● **EXERCISE AIM**: Which lines of the records below contain the word "Result"? Report each of them in full.

● **GIVEN DATA**:

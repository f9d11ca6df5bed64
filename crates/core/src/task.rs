// crates/core/src/task.rs
//! In-flight task records exchanged between the dispatcher and sessions.

use serde_json::Value;

/// Dense non-negative index identifying one unit of work.
pub type JobNumber = u64;

/// Opaque payload handed to a worker; whatever the job source produces.
pub type JobPayload = Value;

/// One unit of work in flight: the job number, its payload, and how many
/// times it has been handed to a worker.
#[derive(Debug, Clone)]
pub struct Task {
    pub num: JobNumber,
    pub data: JobPayload,
    pub runs: u32,
}

impl Task {
    pub fn new(num: JobNumber, data: JobPayload) -> Self {
        Self { num, data, runs: 0 }
    }
}
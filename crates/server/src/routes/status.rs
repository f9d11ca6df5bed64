// crates/server/src/routes/status.rs
//! Read-only view of dispatch progress and the connected fleet.

use std::sync::atomic::Ordering;

use axum::extract::State;
use axum::http::StatusCode;
use axum::response::{IntoResponse, Response};
use axum::Json;
use serde::Serialize;
use taskfleet_core::{JobNumber, JobPayload};

use crate::state::SharedState;

#[derive(Debug, Serialize)]
#[cfg_attr(test, derive(serde::Deserialize))]
pub struct StatusResponse {
    /// The completed prefix: everything at or below this number is done.
    pub progress: i64,
    pub clients: Vec<ClientStatus>,
}

#[derive(Debug, Serialize)]
#[cfg_attr(test, derive(serde::Deserialize))]
pub struct ClientStatus {
    pub name: String,
    pub connected: bool,
    pub completed: u64,
    pub current: Option<CurrentTask>,
}

#[derive(Debug, Serialize)]
#[cfg_attr(test, derive(serde::Deserialize))]
pub struct CurrentTask {
    pub num: JobNumber,
    pub data: JobPayload,
}

/// GET /api/status - dispatch floor plus a snapshot of every live session.
pub async fn status(State(state): State<SharedState>) -> Response {
    if !state.config.api_enabled {
        return (
            StatusCode::BAD_REQUEST,
            Json(serde_json::json!({"error": "API disabled"})),
        )
            .into_response();
    }

    let progress = state.dispatcher.lock().await.progress().floor();
    let clients = state
        .clients
        .iter()
        .map(|entry| {
            let info = entry.value();
            ClientStatus {
                name: info.name.clone(),
                connected: info.connected.load(Ordering::Relaxed),
                completed: info.completed.load(Ordering::Relaxed),
                current: info
                    .current()
                    .map(|(num, data)| CurrentTask { num, data }),
            }
        })
        .collect();

    Json(StatusResponse { progress, clients }).into_response()
}
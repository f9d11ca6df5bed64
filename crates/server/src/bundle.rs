// crates/server/src/bundle.rs
//! Asset bundle construction.
//!
//! Embedders build the zip their workers download and point
//! `asset_zip_path` at the output. Files at the top of the source directory
//! land in the root of the archive, subdirectories keep their layout.

use std::collections::VecDeque;
use std::path::Path;

use anyhow::Context;
use async_zip::tokio::write::ZipFileWriter;
use async_zip::{Compression, ZipEntryBuilder};
use tokio::fs::File;

/// Zip every file under `dir` into `zip_path`, entry names relative to
/// `dir`.
pub async fn bundle_dir(dir: &Path, zip_path: &Path) -> anyhow::Result<()> {
    let file = File::create(zip_path)
        .await
        .with_context(|| format!("creating {}", zip_path.display()))?;
    let mut writer = ZipFileWriter::with_tokio(file);

    let mut pending = VecDeque::from([dir.to_path_buf()]);
    while let Some(current) = pending.pop_front() {
        let mut entries = tokio::fs::read_dir(&current)
            .await
            .with_context(|| format!("reading {}", current.display()))?;
        while let Some(entry) = entries.next_entry().await? {
            let path = entry.path();
            let kind = entry.file_type().await?;
            if kind.is_dir() {
                pending.push_back(path);
                continue;
            }
            if !kind.is_file() {
                continue;
            }
            let name = path
                .strip_prefix(dir)
                .with_context(|| format!("resolving archive name for {}", path.display()))?
                .to_string_lossy()
                .into_owned();
            let data = tokio::fs::read(&path)
                .await
                .with_context(|| format!("reading {}", path.display()))?;
            let builder = ZipEntryBuilder::new(name.clone().into(), Compression::Deflate);
            writer
                .write_entry_whole(builder, &data)
                .await
                .with_context(|| format!("writing archive entry {name}"))?;
        }
    }
    writer.close().await.context("closing asset bundle")?;
    Ok(())
}

/// Zip a single in-memory file into `zip_path`.
pub async fn bundle_file(name: &str, data: &[u8], zip_path: &Path) -> anyhow::Result<()> {
    let file = File::create(zip_path)
        .await
        .with_context(|| format!("creating {}", zip_path.display()))?;
    let mut writer = ZipFileWriter::with_tokio(file);
    let builder = ZipEntryBuilder::new(name.to_string().into(), Compression::Deflate);
    writer
        .write_entry_whole(builder, data)
        .await
        .with_context(|| format!("writing archive entry {name}"))?;
    writer.close().await.context("closing asset bundle")?;
    Ok(())
}

#[cfg(test)]
mod tests {
    use super::*;
    use async_zip::base::read::mem::ZipFileReader;

    async fn entry_names(zip_path: &Path) -> Vec<String> {
        let data = tokio::fs::read(zip_path).await.unwrap();
        let reader = ZipFileReader::new(data).await.unwrap();
        reader
            .file()
            .entries()
            .iter()
            .map(|entry| entry.filename().as_str().unwrap().to_owned())
            .collect()
    }

    #[tokio::test]
    async fn test_bundle_file_single_entry() {
        let dir = tempfile::tempdir().unwrap();
        let zip_path = dir.path().join("assets.zip");

        bundle_file("task.sh", b"echo hi", &zip_path).await.unwrap();
        assert_eq!(entry_names(&zip_path).await, vec!["task.sh"]);
    }

    #[tokio::test]
    async fn test_bundle_dir_keeps_layout() {
        let dir = tempfile::tempdir().unwrap();
        let src = dir.path().join("src");
        std::fs::create_dir_all(src.join("lib")).unwrap();
        std::fs::write(src.join("task.sh"), "echo hi").unwrap();
        std::fs::write(src.join("lib").join("helper.txt"), "data").unwrap();

        let zip_path = dir.path().join("assets.zip");
        bundle_dir(&src, &zip_path).await.unwrap();

        let mut names = entry_names(&zip_path).await;
        names.sort();
        assert_eq!(names, vec!["lib/helper.txt", "task.sh"]);
    }
}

● **EXPECTED OUTPUT**:
pub async fn bundle_dir(dir: &Path, zip_path: &Path) -> anyhow::Result<()> {
pub async fn bundle_file(name: &str, data: &[u8], zip_path: &Path) -> anyhow::Result<()> {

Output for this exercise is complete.